• _What this task involves_
Look through the records below, and whenever a line contains "impl", copy it.

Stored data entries
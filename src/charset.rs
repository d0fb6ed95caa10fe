//! ZX Spectrum character set <-> Unicode mapping
//!
//! Every byte 0x00-0xFF has exactly one canonical Unicode form. The reverse
//! direction is many-to-one: user-defined graphics accept several decorated
//! letter styles, and the blank graphic accepts several wide spaces.
//!
//! Bytes 0xA3 and 0xA4 depend on the machine generation: on the 128K/+2/+3
//! they are the `SPECTRUM` and `PLAY` keywords, on the 16K/48K they are the
//! last two user-defined graphics.
//!
//! Display attribute control codes (INK, PAPER, AT, TAB, ...) are two- or
//! three-byte sequences and pass through as their raw control characters.

use std::borrow::Cow;
use std::collections::HashMap;
use std::sync::OnceLock;

/// First byte of the keyword range on a 128K machine
pub const FIRST_TOKEN: u8 = 0xA3;
/// First byte that is a keyword on every machine generation
pub const FIRST_COMMON_TOKEN: u8 = 0xA5;
/// First user-defined graphic
pub const FIRST_UDG: u8 = 0x90;

/// Machine generation, selecting the meaning of bytes 0xA3 and 0xA4
#[derive(Debug, Clone, Copy, Default, PartialEq, Eq, Hash)]
pub enum Generation {
    /// 128K, +2 and +3: 0xA3/0xA4 are the SPECTRUM and PLAY keywords
    #[default]
    Spectrum128,
    /// 16K and 48K: 0xA3/0xA4 are user-defined graphics T and U
    Spectrum48,
}

/// Which kind of source the table is used for
#[derive(Debug, Clone, Copy, Default, PartialEq, Eq, Hash)]
pub enum Flavor {
    /// Tokenized Sinclair BASIC
    #[default]
    Basic,
    /// HiSoft GEN assembler source: TAB is itself, keywords are never rebuilt
    Assembler,
}

// Block graphics 0x80-0x8F as Unicode block elements
const BLOCK_GRAPHICS: [char; 16] = [
    '\u{2800}', // blank
    '\u{259D}', // quadrant upper right
    '\u{2598}', // quadrant upper left
    '\u{2580}', // upper half
    '\u{2597}', // quadrant lower right
    '\u{2590}', // right half
    '\u{259A}', // upper left and lower right
    '\u{259C}', // upper left, upper right, lower right
    '\u{2596}', // quadrant lower left
    '\u{259E}', // upper right and lower left
    '\u{258C}', // left half
    '\u{259B}', // upper left, upper right, lower left
    '\u{2584}', // lower half
    '\u{259F}', // upper right, lower left, lower right
    '\u{2599}', // upper left, lower left, lower right
    '\u{2588}', // full block
];

// Extra spellings of the blank graphic accepted on input
const BLANK_GRAPHIC_ALIASES: [char; 4] = ['\u{00A0}', '\u{2002}', '\u{2003}', '\u{3000}'];

// UDG letters A..U: canonical style first
const UDG_COUNT: u8 = 21;
const UDG_STYLES: [u32; 5] = [
    0x1F170, // negative squared capital
    0x24B6,  // circled capital
    0x24D0,  // circled small
    0x1F130, // squared capital
    0x1F150, // negative circled capital
];

// Keywords 0xA5..=0xFF
const KEYWORDS: [&str; 91] = [
    "RND", "INKEY$", "PI", "FN", "POINT", "SCREEN$", "ATTR", "AT", "TAB", "VAL$", "CODE",
    "VAL", "LEN", "SIN", "COS", "TAN", "ASN", "ACS", "ATN", "LN", "EXP", "INT", "SQR", "SGN",
    "ABS", "PEEK", "IN", "USR", "STR$", "CHR$", "NOT", "BIN", "OR", "AND", "<=", ">=", "<>",
    "LINE", "THEN", "TO", "STEP", "DEF FN", "CAT", "FORMAT", "MOVE", "ERASE", "OPEN #",
    "CLOSE #", "MERGE", "VERIFY", "BEEP", "CIRCLE", "INK", "PAPER", "FLASH", "BRIGHT",
    "INVERSE", "OVER", "OUT", "LPRINT", "LLIST", "STOP", "READ", "DATA", "RESTORE", "NEW",
    "BORDER", "CONTINUE", "DIM", "REM", "FOR", "GO TO", "GO SUB", "INPUT", "LOAD", "LIST",
    "LET", "PAUSE", "NEXT", "POKE", "PRINT", "PLOT", "RUN", "SAVE", "RANDOMIZE", "IF", "CLS",
    "DRAW", "CLEAR", "RETURN", "COPY",
];

// 128K-only keywords at 0xA3 and 0xA4
const KEYWORDS_128: [&str; 2] = ["SPECTRUM", "PLAY"];

/// Resolved, immutable character table for one generation and flavor
#[derive(Debug, Clone)]
pub struct CharTable {
    generation: Generation,
    flavor: Flavor,
    /// Canonical Unicode form of each byte
    forward: Vec<Cow<'static, str>>,
    /// Single-codepoint spellings accepted on input
    reverse: HashMap<char, u8>,
    /// Framed keyword forms, longest first; empty when keywords are not rebuilt
    tokens: Vec<(String, u8)>,
}

impl CharTable {
    /// Build a table for the given generation and flavor
    pub fn new(generation: Generation, flavor: Flavor) -> Self {
        let mut forward: Vec<Cow<'static, str>> = (0u8..=0xFF)
            .map(|b| Cow::Owned((b as char).to_string()))
            .collect();
        let mut reverse: HashMap<char, u8> = (0u8..0x80).map(|b| (b as char, b)).collect();

        // Control bytes whose identity character is taken by a special get a
        // Control Picture instead, so every byte has a distinct form
        if flavor == Flavor::Basic {
            forward[0x06] = Cow::Borrowed("\t");
            reverse.insert('\t', 0x06);
            forward[0x09] = Cow::Borrowed("\u{2409}");
            reverse.insert('\u{2409}', 0x09);
        }
        forward[0x0A] = Cow::Borrowed("\u{240A}");
        reverse.insert('\u{240A}', 0x0A);
        forward[0x0D] = Cow::Borrowed("\n");
        reverse.insert('\n', 0x0D);

        for (byte, ch) in [(0x5Eu8, '\u{2191}'), (0x60, '\u{00A3}'), (0x7F, '\u{00A9}')] {
            forward[byte as usize] = Cow::Owned(ch.to_string());
            reverse.insert(ch, byte);
        }

        for (i, ch) in BLOCK_GRAPHICS.iter().enumerate() {
            forward[0x80 + i] = Cow::Owned(ch.to_string());
            reverse.insert(*ch, 0x80 + i as u8);
        }
        for ch in BLANK_GRAPHIC_ALIASES {
            reverse.insert(ch, 0x80);
        }

        for i in 0..UDG_COUNT {
            let byte = FIRST_UDG + i;
            for (style, base) in UDG_STYLES.iter().enumerate() {
                let Some(ch) = char::from_u32(base + u32::from(i)) else {
                    continue;
                };
                if style == 0 {
                    forward[byte as usize] = Cow::Owned(ch.to_string());
                }
                reverse.insert(ch, byte);
            }
        }

        let mut keywords: Vec<(&str, u8)> = KEYWORDS
            .iter()
            .enumerate()
            .map(|(i, kw)| (*kw, FIRST_COMMON_TOKEN + i as u8))
            .collect();
        if generation == Generation::Spectrum128 {
            keywords.extend(
                KEYWORDS_128.iter().enumerate().map(|(i, kw)| (*kw, FIRST_TOKEN + i as u8)),
            );
        }

        let mut tokens = Vec::new();
        for (keyword, byte) in keywords {
            let framed = format!(" {} ", keyword);
            if flavor == Flavor::Basic {
                tokens.push((framed.clone(), byte));
            }
            forward[byte as usize] = Cow::Owned(framed);
        }
        tokens.sort_by(|a, b| b.0.len().cmp(&a.0.len()));

        Self { generation, flavor, forward, reverse, tokens }
    }

    /// Process-wide table for the given generation and flavor, built on first use
    pub fn shared(generation: Generation, flavor: Flavor) -> &'static CharTable {
        static TABLES: [OnceLock<CharTable>; 4] =
            [OnceLock::new(), OnceLock::new(), OnceLock::new(), OnceLock::new()];

        let index = match (generation, flavor) {
            (Generation::Spectrum128, Flavor::Basic) => 0,
            (Generation::Spectrum128, Flavor::Assembler) => 1,
            (Generation::Spectrum48, Flavor::Basic) => 2,
            (Generation::Spectrum48, Flavor::Assembler) => 3,
        };
        TABLES[index].get_or_init(|| CharTable::new(generation, flavor))
    }

    pub fn generation(&self) -> Generation {
        self.generation
    }

    pub fn flavor(&self) -> Flavor {
        self.flavor
    }

    /// Canonical Unicode form of a byte
    pub fn encode(&self, byte: u8) -> &str {
        &self.forward[byte as usize]
    }

    /// Byte for a complete Unicode form, or `None` if nothing matches.
    ///
    /// Keyword forms match with any surrounding whitespace, and runs of inner
    /// whitespace are collapsed (`"GO  TO"` is `GO TO`).
    pub fn decode(&self, form: &str) -> Option<u8> {
        let mut chars = form.chars();
        if let (Some(ch), None) = (chars.next(), chars.next()) {
            if let Some(&byte) = self.reverse.get(&ch) {
                return Some(byte);
            }
        }

        let normalized = form.split_whitespace().collect::<Vec<_>>().join(" ");
        if normalized.is_empty() {
            return None;
        }
        self.tokens
            .iter()
            .find(|(framed, _)| framed.trim() == normalized)
            .map(|(_, byte)| *byte)
    }

    /// Translate a run of native bytes to text
    pub fn to_text(&self, bytes: &[u8]) -> String {
        let mut out = String::with_capacity(bytes.len());
        for &byte in bytes {
            out.push_str(self.encode(byte));
        }
        out
    }

    /// Translate text to native bytes.
    ///
    /// Framed keyword forms are matched longest first (BASIC flavor only),
    /// then single characters; anything unknown is copied through as UTF-8.
    pub fn from_text(&self, text: &str) -> Vec<u8> {
        let mut out = Vec::with_capacity(text.len());
        let mut rest = text;

        while let Some(ch) = rest.chars().next() {
            let token = self
                .tokens
                .iter()
                .find(|(framed, _)| rest.starts_with(framed.as_str()));
            if let Some((framed, byte)) = token {
                out.push(*byte);
                rest = &rest[framed.len()..];
                continue;
            }

            match self.reverse.get(&ch) {
                Some(&byte) => out.push(byte),
                None => {
                    let mut buf = [0u8; 4];
                    out.extend_from_slice(ch.encode_utf8(&mut buf).as_bytes());
                }
            }
            rest = &rest[ch.len_utf8()..];
        }

        out
    }
}

impl Default for CharTable {
    fn default() -> Self {
        Self::new(Generation::default(), Flavor::default())
    }
}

• _Solution to this problem_
impl CharTable {
impl Default for CharTable {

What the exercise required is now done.